**Try it**
In the records below, find every line that contains "Target" and list it.

+++ Task input +++

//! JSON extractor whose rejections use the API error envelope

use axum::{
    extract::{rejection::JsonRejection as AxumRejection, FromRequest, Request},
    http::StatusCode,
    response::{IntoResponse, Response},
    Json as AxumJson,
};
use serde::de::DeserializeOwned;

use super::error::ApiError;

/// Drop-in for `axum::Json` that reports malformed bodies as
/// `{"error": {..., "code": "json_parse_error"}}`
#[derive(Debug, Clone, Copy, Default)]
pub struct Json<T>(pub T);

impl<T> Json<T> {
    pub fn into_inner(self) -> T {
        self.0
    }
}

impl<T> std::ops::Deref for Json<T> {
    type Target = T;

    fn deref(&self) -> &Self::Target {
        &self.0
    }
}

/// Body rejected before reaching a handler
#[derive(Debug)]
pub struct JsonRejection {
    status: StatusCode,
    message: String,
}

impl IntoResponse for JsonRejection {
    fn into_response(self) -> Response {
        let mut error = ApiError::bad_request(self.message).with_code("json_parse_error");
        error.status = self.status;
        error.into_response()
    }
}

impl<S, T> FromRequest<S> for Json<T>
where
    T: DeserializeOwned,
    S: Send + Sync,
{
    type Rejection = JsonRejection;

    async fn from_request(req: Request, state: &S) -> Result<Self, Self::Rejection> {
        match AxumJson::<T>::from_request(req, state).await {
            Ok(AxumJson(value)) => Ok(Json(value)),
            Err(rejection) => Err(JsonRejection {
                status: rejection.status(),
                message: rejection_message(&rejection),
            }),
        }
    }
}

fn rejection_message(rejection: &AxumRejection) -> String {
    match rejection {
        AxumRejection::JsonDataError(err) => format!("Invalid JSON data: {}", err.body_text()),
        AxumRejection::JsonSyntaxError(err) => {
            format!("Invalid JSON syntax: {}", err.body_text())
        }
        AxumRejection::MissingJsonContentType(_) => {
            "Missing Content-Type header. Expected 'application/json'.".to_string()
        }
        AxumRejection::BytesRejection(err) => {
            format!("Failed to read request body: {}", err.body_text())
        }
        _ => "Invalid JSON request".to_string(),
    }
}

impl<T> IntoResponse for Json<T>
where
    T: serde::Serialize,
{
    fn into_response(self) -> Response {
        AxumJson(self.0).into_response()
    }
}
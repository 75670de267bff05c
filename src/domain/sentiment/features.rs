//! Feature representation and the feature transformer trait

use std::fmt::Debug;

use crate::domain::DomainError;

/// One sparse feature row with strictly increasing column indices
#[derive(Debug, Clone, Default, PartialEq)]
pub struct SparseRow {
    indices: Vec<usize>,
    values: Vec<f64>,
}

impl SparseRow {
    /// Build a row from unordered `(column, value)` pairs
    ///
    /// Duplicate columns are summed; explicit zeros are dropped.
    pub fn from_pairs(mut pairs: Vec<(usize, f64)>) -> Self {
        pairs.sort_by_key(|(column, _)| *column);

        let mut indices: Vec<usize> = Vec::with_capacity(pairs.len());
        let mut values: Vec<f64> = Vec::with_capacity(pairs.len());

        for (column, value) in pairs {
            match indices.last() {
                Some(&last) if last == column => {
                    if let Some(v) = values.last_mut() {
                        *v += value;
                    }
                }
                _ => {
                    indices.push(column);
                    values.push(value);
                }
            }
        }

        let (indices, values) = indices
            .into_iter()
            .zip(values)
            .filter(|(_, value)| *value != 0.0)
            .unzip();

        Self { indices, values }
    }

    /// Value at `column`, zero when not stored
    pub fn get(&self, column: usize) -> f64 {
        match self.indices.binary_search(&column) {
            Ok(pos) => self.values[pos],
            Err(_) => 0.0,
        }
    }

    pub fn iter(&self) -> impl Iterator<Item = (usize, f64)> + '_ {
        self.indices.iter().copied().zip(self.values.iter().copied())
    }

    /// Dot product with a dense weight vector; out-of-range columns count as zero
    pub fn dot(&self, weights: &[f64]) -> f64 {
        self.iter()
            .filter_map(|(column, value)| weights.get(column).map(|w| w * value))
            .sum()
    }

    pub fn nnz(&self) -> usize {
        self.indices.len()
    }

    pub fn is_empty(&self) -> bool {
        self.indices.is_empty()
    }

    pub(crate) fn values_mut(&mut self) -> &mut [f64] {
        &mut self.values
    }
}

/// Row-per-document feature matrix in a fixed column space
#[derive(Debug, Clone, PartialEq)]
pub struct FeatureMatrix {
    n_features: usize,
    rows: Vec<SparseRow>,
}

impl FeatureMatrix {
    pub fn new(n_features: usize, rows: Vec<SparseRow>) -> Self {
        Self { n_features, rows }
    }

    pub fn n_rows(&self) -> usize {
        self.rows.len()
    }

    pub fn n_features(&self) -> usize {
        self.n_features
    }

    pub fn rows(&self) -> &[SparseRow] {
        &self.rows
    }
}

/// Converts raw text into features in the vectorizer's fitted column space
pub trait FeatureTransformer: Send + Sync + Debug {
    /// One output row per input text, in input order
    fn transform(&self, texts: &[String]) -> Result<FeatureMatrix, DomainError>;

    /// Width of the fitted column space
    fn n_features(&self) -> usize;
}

+++

**Result of this exercise**
    type Target = T;
    fn deref(&self) -> &Self::Target {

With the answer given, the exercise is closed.